The Carr Baronetcy, of Sleaford in the County of Lincolnshire, is a title in the Baronetage of England. It was created on 29 June 1611 for Edward Carr who was Sheriff of Lincolnshire in 1614. The 3rd Baronet was Chancellor of the Duchy of Lancaster and a Member of Parliament for Lincolnshire in the House of Commons.

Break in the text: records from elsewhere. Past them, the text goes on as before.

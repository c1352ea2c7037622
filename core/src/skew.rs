//! Pure skew-selection logic: modular-arithmetic bucketing, status
//! threshold tables, and hot-key picks.
//!
//! RULE: Nothing in this module touches the database. Every function is a
//! pure mapping from (row index, scale) or (roll) to a category, so the
//! distribution logic is unit-testable in isolation and the generated
//! dataset's shape is fixed by construction, not by sampling luck.

use crate::rng::PhaseRng;
use crate::types::RowId;

/// The three deliberately over-represented client identifiers and their
/// shares of the entity population. Together they hold 12% of all rows.
pub const MEGA_CLIENTS: [(&str, u64); 3] = [
    ("Client-MEGA-01", 5),
    ("Client-MEGA-02", 4),
    ("Client-MEGA-03", 3),
];

/// Which client a generated entity row belongs to.
#[derive(Debug, Clone, Copy, PartialEq, Eq)]
pub enum ClientBucket {
    /// One of the mega clients.
    Mega(&'static str),
    /// Slot in the ordinary-client pool.
    Pool(u64),
}

/// Assign row index `n` (1-based) of `total` entity rows to a client.
/// The first 5% of indexes go to MEGA-01, the next 4% to MEGA-02, the
/// next 3% to MEGA-03; the remainder spreads over a fixed-size pool via
/// `n mod pool_size`. Integer arithmetic keeps the split exact.
pub fn client_bucket(n: u64, total: u64, pool_size: u64) -> ClientBucket {
    let mut cut = 0;
    for (name, pct) in MEGA_CLIENTS {
        cut += total * pct / 100;
        if n <= cut {
            return ClientBucket::Mega(name);
        }
    }
    ClientBucket::Pool(n % pool_size)
}

/// Fixed weighted country distribution over `n mod 10`:
/// 60% US, 20% GB, 10% DE, 10% SG. Deterministic given the row index, so
/// the country split is exact at any scale, not merely convergent.
pub fn country_bucket(n: u64) -> &'static str {
    match n % 10 {
        0..=5 => "US",
        6 | 7 => "GB",
        8 => "DE",
        _ => "SG",
    }
}

/// Risk tier in [1, 5], cycled over the row index.
pub fn risk_tier(n: u64) -> i64 {
    (n % 5) as i64 + 1
}

/// Invoice currency, deterministic from the owning entity id.
pub fn currency_for_entity(entity_id: RowId) -> &'static str {
    match entity_id % 4 {
        0 => "USD",
        1 => "EUR",
        2 => "GBP",
        _ => "SGD",
    }
}

/// Payment method, cycled over the payment row index.
pub fn payment_method(n: u64) -> &'static str {
    match n % 4 {
        0 => "ach",
        1 => "wire",
        2 => "card",
        _ => "check",
    }
}

/// Pick a parent id with hot-subrange bias: with probability `hot_share`
/// the id lands in the low `hot_fraction` slice of the id space, otherwise
/// anywhere in [1, parent_count]. The hot slice never shrinks below one id,
/// so every generated id stays inside the parent range by construction.
pub fn hot_parent_id(
    rng: &mut PhaseRng,
    parent_count: u64,
    hot_share: f64,
    hot_fraction: f64,
) -> RowId {
    debug_assert!(parent_count > 0);
    let hot_max = ((parent_count as f64 * hot_fraction).ceil() as u64)
        .clamp(1, parent_count);
    let id = if rng.chance(hot_share) {
        1 + rng.next_u64_below(hot_max)
    } else {
        1 + rng.next_u64_below(parent_count)
    };
    id as RowId
}

/// Highest id inside the hot subrange for a given parent scale.
pub fn hot_range_max(parent_count: u64, hot_fraction: f64) -> RowId {
    (((parent_count as f64 * hot_fraction).ceil() as u64).clamp(1, parent_count)) as RowId
}

// ── Status threshold tables ────────────────────────────────────────
//
// Every status is assigned by mapping a uniform roll in [0, 100) through
// fixed cumulative thresholds. The diagnostic queries depend on these
// shares staying put: an Overdue filter must keep selecting ~6% of rows.

#[derive(Debug, Clone, Copy, PartialEq, Eq)]
pub enum FilingStatus {
    Pending,
    Filed,
    Overdue,
    Rejected,
    Cancelled,
}

impl FilingStatus {
    /// <60 Pending, <90 Filed, <96 Overdue, <99 Rejected, else Cancelled.
    pub fn from_roll(roll: u64) -> Self {
        match roll {
            0..=59 => Self::Pending,
            60..=89 => Self::Filed,
            90..=95 => Self::Overdue,
            96..=98 => Self::Rejected,
            _ => Self::Cancelled,
        }
    }

    pub fn as_str(&self) -> &'static str {
        match self {
            Self::Pending => "Pending",
            Self::Filed => "Filed",
            Self::Overdue => "Overdue",
            Self::Rejected => "Rejected",
            Self::Cancelled => "Cancelled",
        }
    }

    /// Whether the filing was actually submitted (drives filed_date).
    pub fn was_submitted(&self) -> bool {
        matches!(self, Self::Filed | Self::Rejected)
    }
}

#[derive(Debug, Clone, Copy, PartialEq, Eq)]
pub enum InvoiceStatus {
    Issued,
    Paid,
    Overdue,
    Disputed,
    Cancelled,
}

impl InvoiceStatus {
    /// <45 Issued, <85 Paid, <94 Overdue, <98 Disputed, else Cancelled.
    pub fn from_roll(roll: u64) -> Self {
        match roll {
            0..=44 => Self::Issued,
            45..=84 => Self::Paid,
            85..=93 => Self::Overdue,
            94..=97 => Self::Disputed,
            _ => Self::Cancelled,
        }
    }

    pub fn as_str(&self) -> &'static str {
        match self {
            Self::Issued => "Issued",
            Self::Paid => "Paid",
            Self::Overdue => "Overdue",
            Self::Disputed => "Disputed",
            Self::Cancelled => "Cancelled",
        }
    }
}

#[derive(Debug, Clone, Copy, PartialEq, Eq)]
pub enum PaymentStatus {
    Settled,
    Pending,
    Failed,
    Reversed,
}

impl PaymentStatus {
    /// <85 Settled, <93 Pending, <98 Failed, else Reversed.
    pub fn from_roll(roll: u64) -> Self {
        match roll {
            0..=84 => Self::Settled,
            85..=92 => Self::Pending,
            93..=97 => Self::Failed,
            _ => Self::Reversed,
        }
    }

    pub fn as_str(&self) -> &'static str {
        match self {
            Self::Settled => "Settled",
            Self::Pending => "Pending",
            Self::Failed => "Failed",
            Self::Reversed => "Reversed",
        }
    }
}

==Carr baronets, of Sleaford (1611)==
- Sir Edward Carr, 1st Baronet (died 1618), married (1) Catherine Bolle, (2) (Lucy) Anne Dyer (died 1639).
- Sir Robert Carr, 2nd Baronet (c. 1615 – 1667), married Mary Gargrave daughter of Sir Richard Gargrave of Kingsley and Nostell.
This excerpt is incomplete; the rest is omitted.